— EXERCISE DIRECTIONS —
Below are some records. Pull every line that contains the word "EXISTS".

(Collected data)
□ □ □ □

//! SQLite-based store implementation

use bagsim_util::DeviceCode;
use chrono::{DateTime, Utc};
use rusqlite::{params, Connection, ErrorCode, OptionalExtension, Row};
use std::path::Path;
use std::sync::{Mutex, MutexGuard};
use tracing::{debug, warn};

use crate::{
    AuditEvent, Device, DeviceStore, DeviceUpdate, NewDevice, StoreError, StoreResult,
    MAX_BATTERY_LEVEL,
};

const DEVICE_COLUMNS: &str = "code, is_claimed, owner, status, battery_level, revision, \
                              last_seen, created_at, updated_at";

/// SQLite-based store
pub struct SqliteStore {
    conn: Mutex<Connection>,
}

impl SqliteStore {
    /// Open or create a store at the given path
    pub fn open(path: impl AsRef<Path>) -> StoreResult<Self> {
        let conn = Connection::open(path)?;
        let store = Self {
            conn: Mutex::new(conn),
        };
        store.init_schema()?;
        Ok(store)
    }

    /// Create an in-memory store (for testing)
    pub fn in_memory() -> StoreResult<Self> {
        let conn = Connection::open_in_memory()?;
        let store = Self {
            conn: Mutex::new(conn),
        };
        store.init_schema()?;
        Ok(store)
    }

    fn conn(&self) -> StoreResult<MutexGuard<'_, Connection>> {
        self.conn
            .lock()
            .map_err(|_| StoreError::Unavailable("store lock poisoned".into()))
    }

    fn init_schema(&self) -> StoreResult<()> {
        let conn = self.conn()?;

        conn.execute_batch(
            r#"
            -- Device records
            CREATE TABLE IF NOT EXISTS devices (
                code TEXT PRIMARY KEY,
                is_claimed INTEGER NOT NULL DEFAULT 0,
                owner TEXT,
                status INTEGER NOT NULL DEFAULT 0,
                battery_level INTEGER NOT NULL DEFAULT 100
                    CHECK (battery_level BETWEEN 0 AND 100),
                revision INTEGER NOT NULL DEFAULT 0,
                last_seen TEXT,
                created_at TEXT NOT NULL,
                updated_at TEXT NOT NULL
            );

            -- Audit log (append-only)
            CREATE TABLE IF NOT EXISTS audit_log (
                id INTEGER PRIMARY KEY AUTOINCREMENT,
                timestamp TEXT NOT NULL,
                event_json TEXT NOT NULL
            );

            -- Indexes
            CREATE INDEX IF NOT EXISTS idx_devices_claimed ON devices(is_claimed);
            CREATE INDEX IF NOT EXISTS idx_audit_timestamp ON audit_log(timestamp);
            "#,
        )?;

        debug!("Store schema initialized");
        Ok(())
    }

    fn fetch_device(conn: &Connection, code: &DeviceCode) -> StoreResult<Option<Device>> {
        let sql = format!("SELECT {DEVICE_COLUMNS} FROM devices WHERE code = ?");
        let device = conn
            .query_row(&sql, [code.as_str()], device_from_row)
            .optional()?;
        Ok(device)
    }
}

fn parse_timestamp(s: &str) -> DateTime<Utc> {
    DateTime::parse_from_rfc3339(s)
        .map(|dt| dt.with_timezone(&Utc))
        .unwrap_or_else(|_| {
            warn!(value = s, "Unparsable timestamp in store, using now");
            Utc::now()
        })
}

fn device_from_row(row: &Row<'_>) -> rusqlite::Result<Device> {
    let code: String = row.get(0)?;
    let battery: i64 = row.get(4)?;
    let revision: i64 = row.get(5)?;
    let last_seen: Option<String> = row.get(6)?;
    let created_at: String = row.get(7)?;
    let updated_at: String = row.get(8)?;

    Ok(Device {
        code: DeviceCode::new(code),
        is_claimed: row.get(1)?,
        owner: row.get(2)?,
        status: row.get(3)?,
        battery_level: battery.clamp(0, MAX_BATTERY_LEVEL as i64) as u8,
        revision: revision.max(0) as u64,
        last_seen: last_seen.as_deref().map(parse_timestamp),
        created_at: parse_timestamp(&created_at),
        updated_at: parse_timestamp(&updated_at),
    })
}

impl DeviceStore for SqliteStore {
    fn list_devices(&self) -> StoreResult<Vec<Device>> {
        let conn = self.conn()?;

        let sql = format!("SELECT {DEVICE_COLUMNS} FROM devices ORDER BY code");
        let mut stmt = conn.prepare(&sql)?;
        let rows = stmt.query_map([], device_from_row)?;

        let mut devices = Vec::new();
        for row in rows {
            devices.push(row?);
        }

        Ok(devices)
    }

    fn get_device(&self, code: &DeviceCode) -> StoreResult<Device> {
        let conn = self.conn()?;
        Self::fetch_device(&conn, code)?.ok_or_else(|| StoreError::DeviceNotFound(code.clone()))
    }

    fn update_device(&self, code: &DeviceCode, update: &DeviceUpdate) -> StoreResult<Device> {
        let mut conn = self.conn()?;
        let tx = conn.transaction()?;

        let mut device = Self::fetch_device(&tx, code)?
            .ok_or_else(|| StoreError::DeviceNotFound(code.clone()))?;

        if let Some(expected) = update.expected_revision
            && expected != device.revision
        {
            return Err(StoreError::Conflict(format!(
                "device {code} is at revision {}, expected {expected}",
                device.revision
            )));
        }

        let previous_revision = device.revision;
        device.apply(update, Utc::now());

        let changed = tx.execute(
            r#"
            UPDATE devices
            SET is_claimed = ?, owner = ?, status = ?, battery_level = ?,
                revision = ?, last_seen = ?, updated_at = ?
            WHERE code = ? AND revision = ?
            "#,
            params![
                device.is_claimed,
                device.owner,
                device.status,
                device.battery_level,
                device.revision as i64,
                device.last_seen.map(|t| t.to_rfc3339()),
                device.updated_at.to_rfc3339(),
                code.as_str(),
                previous_revision as i64,
            ],
        )?;

        if changed == 0 {
            return Err(StoreError::Conflict(format!(
                "device {code} changed during update"
            )));
        }

        tx.commit()?;

        debug!(device = %code, revision = device.revision, "Device updated");
        Ok(device)
    }

    fn register_device(&self, new: NewDevice) -> StoreResult<Device> {
        let conn = self.conn()?;
        let now = Utc::now();

        let device = Device {
            code: new.code,
            is_claimed: false,
            owner: None,
            status: false,
            battery_level: new.battery_level.min(MAX_BATTERY_LEVEL),
            revision: 0,
            last_seen: None,
            created_at: now,
            updated_at: now,
        };

        let result = conn.execute(
            r#"
            INSERT INTO devices (code, is_claimed, owner, status, battery_level, revision,
                                 last_seen, created_at, updated_at)
            VALUES (?, 0, NULL, 0, ?, 0, NULL, ?, ?)
            "#,
            params![
                device.code.as_str(),
                device.battery_level,
                now.to_rfc3339(),
                now.to_rfc3339(),
            ],
        );

        match result {
            Ok(_) => {
                debug!(device = %device.code, "Device registered");
                Ok(device)
            }
            Err(rusqlite::Error::SqliteFailure(e, _)) if e.code == ErrorCode::ConstraintViolation => {
                Err(StoreError::Conflict(format!(
                    "device {} is already registered",
                    device.code
                )))
            }
            Err(e) => Err(e.into()),
        }
    }

    fn append_audit(&self, mut event: AuditEvent) -> StoreResult<()> {
        let conn = self.conn()?;
        let event_json = serde_json::to_string(&event.event)?;

        conn.execute(
            "INSERT INTO audit_log (timestamp, event_json) VALUES (?, ?)",
            params![event.timestamp.to_rfc3339(), event_json],
        )?;

        event.id = conn.last_insert_rowid();
        debug!(event_id = event.id, "Audit event appended");

        Ok(())
    }

    fn get_recent_audits(&self, limit: usize) -> StoreResult<Vec<AuditEvent>> {
        let conn = self.conn()?;

        let mut stmt = conn.prepare(
            "SELECT id, timestamp, event_json FROM audit_log ORDER BY id DESC LIMIT ?",
        )?;

        let rows = stmt.query_map([limit as i64], |row| {
            let id: i64 = row.get(0)?;
            let timestamp_str: String = row.get(1)?;
            let event_json: String = row.get(2)?;
            Ok((id, timestamp_str, event_json))
        })?;

        let mut events = Vec::new();
        for row in rows {
            let (id, timestamp_str, event_json) = row?;
            let event: crate::AuditEventType = serde_json::from_str(&event_json)?;

            events.push(AuditEvent {
                id,
                timestamp: parse_timestamp(&timestamp_str),
                event,
            });
        }

        Ok(events)
    }

    fn is_healthy(&self) -> bool {
        match self.conn.lock() {
            Ok(conn) => conn.query_row("SELECT 1", [], |_| Ok(())).is_ok(),
            Err(_) => {
                warn!("Store lock poisoned");
                false
            }
        }
    }
}

#[cfg(test)]
mod tests {
    use super::*;
    use crate::AuditEventType;

    fn code(s: &str) -> DeviceCode {
        DeviceCode::new(s)
    }

    #[test]
    fn test_in_memory_store() {
        let store = SqliteStore::in_memory().unwrap();
        assert!(store.is_healthy());
        assert!(store.list_devices().unwrap().is_empty());
    }

    #[test]
    fn test_register_and_get() {
        let store = SqliteStore::in_memory().unwrap();

        let registered = store
            .register_device(NewDevice::new("BAG-1").with_battery(80))
            .unwrap();
        assert!(!registered.is_claimed);
        assert!(!registered.status);
        assert_eq!(registered.revision, 0);

        let fetched = store.get_device(&code("BAG-1")).unwrap();
        assert_eq!(fetched.battery_level, 80);
        assert_eq!(fetched.code, registered.code);
    }

    #[test]
    fn test_duplicate_registration_conflicts() {
        let store = SqliteStore::in_memory().unwrap();
        store.register_device(NewDevice::new("BAG-1")).unwrap();

        let err = store.register_device(NewDevice::new("BAG-1")).unwrap_err();
        assert!(matches!(err, StoreError::Conflict(_)));
        assert_eq!(store.list_devices().unwrap().len(), 1);
    }

    #[test]
    fn test_missing_device() {
        let store = SqliteStore::in_memory().unwrap();

        let err = store.get_device(&code("nope")).unwrap_err();
        assert!(matches!(err, StoreError::DeviceNotFound(_)));

        let err = store
            .update_device(&code("nope"), &DeviceUpdate::new().status(true))
            .unwrap_err();
        assert!(matches!(err, StoreError::DeviceNotFound(_)));
    }

    #[test]
    fn test_update_bumps_revision() {
        let store = SqliteStore::in_memory().unwrap();
        store.register_device(NewDevice::new("BAG-1")).unwrap();

        let updated = store
            .update_device(&code("BAG-1"), &DeviceUpdate::new().claim("bob").status(true))
            .unwrap();
        assert!(updated.is_claimed);
        assert!(updated.status);
        assert_eq!(updated.owner.as_deref(), Some("bob"));
        assert_eq!(updated.revision, 1);

        let fetched = store.get_device(&code("BAG-1")).unwrap();
        assert_eq!(fetched, updated);
    }

    #[test]
    fn test_stale_revision_conflicts() {
        let store = SqliteStore::in_memory().unwrap();
        store.register_device(NewDevice::new("BAG-1")).unwrap();
        store
            .update_device(&code("BAG-1"), &DeviceUpdate::new().status(true))
            .unwrap();

        let err = store
            .update_device(
                &code("BAG-1"),
                &DeviceUpdate::new().expect_revision(0).battery_level(10),
            )
            .unwrap_err();
        assert!(matches!(err, StoreError::Conflict(_)));

        // Nothing was written
        let device = store.get_device(&code("BAG-1")).unwrap();
        assert_eq!(device.battery_level, 100);
        assert_eq!(device.revision, 1);
    }

    #[test]
    fn test_list_is_ordered_by_code() {
        let store = SqliteStore::in_memory().unwrap();
        for c in ["C", "A", "B"] {
            store.register_device(NewDevice::new(c)).unwrap();
        }

        let codes: Vec<String> = store
            .list_devices()
            .unwrap()
            .into_iter()
            .map(|d| d.code.to_string())
            .collect();
        assert_eq!(codes, vec!["A", "B", "C"]);
    }

    #[test]
    fn test_audit_log() {
        let store = SqliteStore::in_memory().unwrap();

        store
            .append_audit(AuditEvent::new(AuditEventType::ServiceStarted))
            .unwrap();
        store
            .append_audit(AuditEvent::new(AuditEventType::DeviceDepleted {
                device: code("BAG-1"),
            }))
            .unwrap();

        let events = store.get_recent_audits(10).unwrap();
        assert_eq!(events.len(), 2);
        assert!(matches!(events[0].event, AuditEventType::DeviceDepleted { .. }));
        assert!(matches!(events[1].event, AuditEventType::ServiceStarted));
    }

    #[test]
    fn test_records_survive_reopen() {
        let dir = tempfile::tempdir().unwrap();
        let path = dir.path().join("bagsimd.db");

        {
            let store = SqliteStore::open(&path).unwrap();
            store.register_device(NewDevice::new("BAG-1")).unwrap();
            store
                .update_device(&code("BAG-1"), &DeviceUpdate::new().claim("carol"))
                .unwrap();
        }

        let store = SqliteStore::open(&path).unwrap();
        let device = store.get_device(&code("BAG-1")).unwrap();
        assert!(device.is_claimed);
        assert_eq!(device.owner.as_deref(), Some("carol"));
    }
}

□ □ □ □

— WRITTEN SOLUTION —
            CREATE TABLE IF NOT EXISTS devices (
            CREATE TABLE IF NOT EXISTS audit_log (
            CREATE INDEX IF NOT EXISTS idx_devices_claimed ON devices(is_claimed);
            CREATE INDEX IF NOT EXISTS idx_audit_timestamp ON audit_log(timestamp);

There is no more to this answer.